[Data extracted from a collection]
--

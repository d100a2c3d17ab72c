//! ASCII table formatting using the [`tabled`] crate.

use tabled::builder::Builder;
use tabled::settings::Style;

use crate::analyzers::types::{ColumnStats, ColumnSummary, CountResult};

const STAT_ROWS: [&str; 11] = [
    "count", "unique", "top", "freq", "mean", "std", "min", "25%", "50%", "75%", "max",
];

/// Formats column summaries with one row per statistic and one column per
/// table column. Statistics that do not apply to a column are left blank.
pub fn format_summary_table(summaries: &[ColumnSummary]) -> String {
    if summaries.is_empty() {
        return "No columns to describe".to_string();
    }

    let mut builder = Builder::default();

    let mut header = vec![String::new()];
    header.extend(summaries.iter().map(|s| s.column.clone()));
    builder.push_record(header);

    for stat in STAT_ROWS {
        let mut row = vec![stat.to_string()];
        row.extend(summaries.iter().map(|s| stat_cell(s, stat)));
        builder.push_record(row);
    }

    let mut table = builder.build();
    table.with(Style::modern());
    table.to_string()
}

fn stat_cell(summary: &ColumnSummary, stat: &str) -> String {
    if stat == "count" {
        return summary.count.to_string();
    }

    match &summary.stats {
        ColumnStats::Categorical { unique, top, freq } => match stat {
            "unique" => unique.to_string(),
            "top" => top.clone().unwrap_or_default(),
            "freq" => freq.map(|f| f.to_string()).unwrap_or_default(),
            _ => String::new(),
        },
        ColumnStats::Numeric {
            mean,
            std,
            min,
            q25,
            q50,
            q75,
            max,
        } => match stat {
            "mean" => number(*mean),
            "std" => std.map(number).unwrap_or_default(),
            "min" => number(*min),
            "25%" => number(*q25),
            "50%" => number(*q50),
            "75%" => number(*q75),
            "max" => number(*max),
            _ => String::new(),
        },
    }
}

fn number(value: f64) -> String {
    format!("{:.6}", value)
}

/// Formats a frequency list as a two-column `<column> | count` table.
pub fn format_count_table(counts: &CountResult) -> String {
    if counts.is_empty() {
        return format!("No {} values to count", counts.column);
    }

    let mut builder = Builder::default();
    builder.push_record([counts.column.clone(), "count".to_string()]);
    for entry in &counts.entries {
        builder.push_record([entry.value.clone(), entry.count.to_string()]);
    }

    let mut table = builder.build();
    table.with(Style::modern());
    table.to_string()
}

/// Prefixes `table` with an underlined title.
pub fn with_title(title: &str, table: &str) -> String {
    format!("{}\n{}\n{}", title, "=".repeat(title.len()), table)
}

#[cfg(test)]
mod tests {
    use super::*;
    use crate::analyzers::aggregate::count_by;

    #[test]
    fn test_count_table_lists_entries_in_order() {
        let counts = count_by("sector", ["tech", "health", "tech"].map(Some), None);
        let table = format_count_table(&counts);

        assert!(table.contains("sector"));
        assert!(table.contains("count"));
        let tech = table.find("tech").unwrap();
        let health = table.find("health").unwrap();
        assert!(tech < health);
    }

    #[test]
    fn test_count_table_empty() {
        let counts = count_by("region", std::iter::empty(), None);
        assert_eq!(format_count_table(&counts), "No region values to count");
    }

    #[test]
    fn test_summary_table_blanks_inapplicable_stats() {
        let summaries = vec![
            ColumnSummary {
                column: "sector".to_string(),
                count: 2,
                stats: ColumnStats::Categorical {
                    unique: 1,
                    top: Some("tech".to_string()),
                    freq: Some(2),
                },
            },
            ColumnSummary {
                column: "employees".to_string(),
                count: 1,
                stats: ColumnStats::Numeric {
                    mean: 4.0,
                    std: None,
                    min: 4.0,
                    q25: 4.0,
                    q50: 4.0,
                    q75: 4.0,
                    max: 4.0,
                },
            },
        ];

        let table = format_summary_table(&summaries);

        assert!(table.contains("employees"));
        assert!(table.contains("tech"));
        assert!(table.contains("4.000000"));
        assert_eq!(stat_cell(&summaries[0], "mean"), "");
        assert_eq!(stat_cell(&summaries[1], "top"), "");
        assert_eq!(stat_cell(&summaries[1], "std"), "");
        assert_eq!(stat_cell(&summaries[0], "freq"), "2");
    }

    #[test]
    fn test_with_title() {
        assert_eq!(with_title("Sectors", "t"), "Sectors\n=======\nt");
    }
}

--

_What the task asks:_
The full set of entries, copied exactly, is the expected answer.

_Written response:_
repository d100a2c3d17ab72c
//! ASCII table formatting using the [`tabled`] crate.

use tabled::builder::Builder;
use tabled::settings::Style;

use crate::analyzers::types::{ColumnStats, ColumnSummary, CountResult};

const STAT_ROWS: [&str; 11] = [
    "count", "unique", "top", "freq", "mean", "std", "min", "25%", "50%", "75%", "max",
];

/// Formats column summaries with one row per statistic and one column per
/// table column. Statistics that do not apply to a column are left blank.
pub fn format_summary_table(summaries: &[ColumnSummary]) -> String {
    if summaries.is_empty() {
        return "No columns to describe".to_string();
    }

    let mut builder = Builder::default();

    let mut header = vec![String::new()];
    header.extend(summaries.iter().map(|s| s.column.clone()));
    builder.push_record(header);

    for stat in STAT_ROWS {
        let mut row = vec![stat.to_string()];
        row.extend(summaries.iter().map(|s| stat_cell(s, stat)));
        builder.push_record(row);
    }

    let mut table = builder.build();
    table.with(Style::modern());
    table.to_string()
}

fn stat_cell(summary: &ColumnSummary, stat: &str) -> String {
    if stat == "count" {
        return summary.count.to_string();
    }

    match &summary.stats {
        ColumnStats::Categorical { unique, top, freq } => match stat {
            "unique" => unique.to_string(),
            "top" => top.clone().unwrap_or_default(),
            "freq" => freq.map(|f| f.to_string()).unwrap_or_default(),
            _ => String::new(),
        },
        ColumnStats::Numeric {
            mean,
            std,
            min,
            q25,
            q50,
            q75,
            max,
        } => match stat {
            "mean" => number(*mean),
            "std" => std.map(number).unwrap_or_default(),
            "min" => number(*min),
            "25%" => number(*q25),
            "50%" => number(*q50),
            "75%" => number(*q75),
            "max" => number(*max),
            _ => String::new(),
        },
    }
}

fn number(value: f64) -> String {
    format!("{:.6}", value)
}

/// Formats a frequency list as a two-column `<column> | count` table.
pub fn format_count_table(counts: &CountResult) -> String {
    if counts.is_empty() {
        return format!("No {} values to count", counts.column);
    }

    let mut builder = Builder::default();
    builder.push_record([counts.column.clone(), "count".to_string()]);
    for entry in &counts.entries {
        builder.push_record([entry.value.clone(), entry.count.to_string()]);
    }

    let mut table = builder.build();
    table.with(Style::modern());
    table.to_string()
}

/// Prefixes `table` with an underlined title.
pub fn with_title(title: &str, table: &str) -> String {
    format!("{}\n{}\n{}", title, "=".repeat(title.len()), table)
}

#[cfg(test)]
mod tests {
    use super::*;
    use crate::analyzers::aggregate::count_by;

    #[test]
    fn test_count_table_lists_entries_in_order() {
        let counts = count_by("sector", ["tech", "health", "tech"].map(Some), None);
        let table = format_count_table(&counts);

        assert!(table.contains("sector"));
        assert!(table.contains("count"));
        let tech = table.find("tech").unwrap();
        let health = table.find("health").unwrap();
        assert!(tech < health);
    }

    #[test]
    fn test_count_table_empty() {
        let counts = count_by("region", std::iter::empty(), None);
        assert_eq!(format_count_table(&counts), "No region values to count");
    }

    #[test]
    fn test_summary_table_blanks_inapplicable_stats() {
        let summaries = vec![
            ColumnSummary {
                column: "sector".to_string(),
                count: 2,
                stats: ColumnStats::Categorical {
                    unique: 1,
                    top: Some("tech".to_string()),
                    freq: Some(2),
                },
            },
            ColumnSummary {
                column: "employees".to_string(),
                count: 1,
                stats: ColumnStats::Numeric {
                    mean: 4.0,
                    std: None,
                    min: 4.0,
                    q25: 4.0,
                    q50: 4.0,
                    q75: 4.0,
                    max: 4.0,
                },
            },
        ];

        let table = format_summary_table(&summaries);

        assert!(table.contains("employees"));
        assert!(table.contains("tech"));
        assert!(table.contains("4.000000"));
        assert_eq!(stat_cell(&summaries[0], "mean"), "");
        assert_eq!(stat_cell(&summaries[1], "top"), "");
        assert_eq!(stat_cell(&summaries[1], "std"), "");
        assert_eq!(stat_cell(&summaries[0], "freq"), "2");
    }

    #[test]
    fn test_with_title() {
        assert_eq!(with_title("Sectors", "t"), "Sectors\n=======\nt");
    }
}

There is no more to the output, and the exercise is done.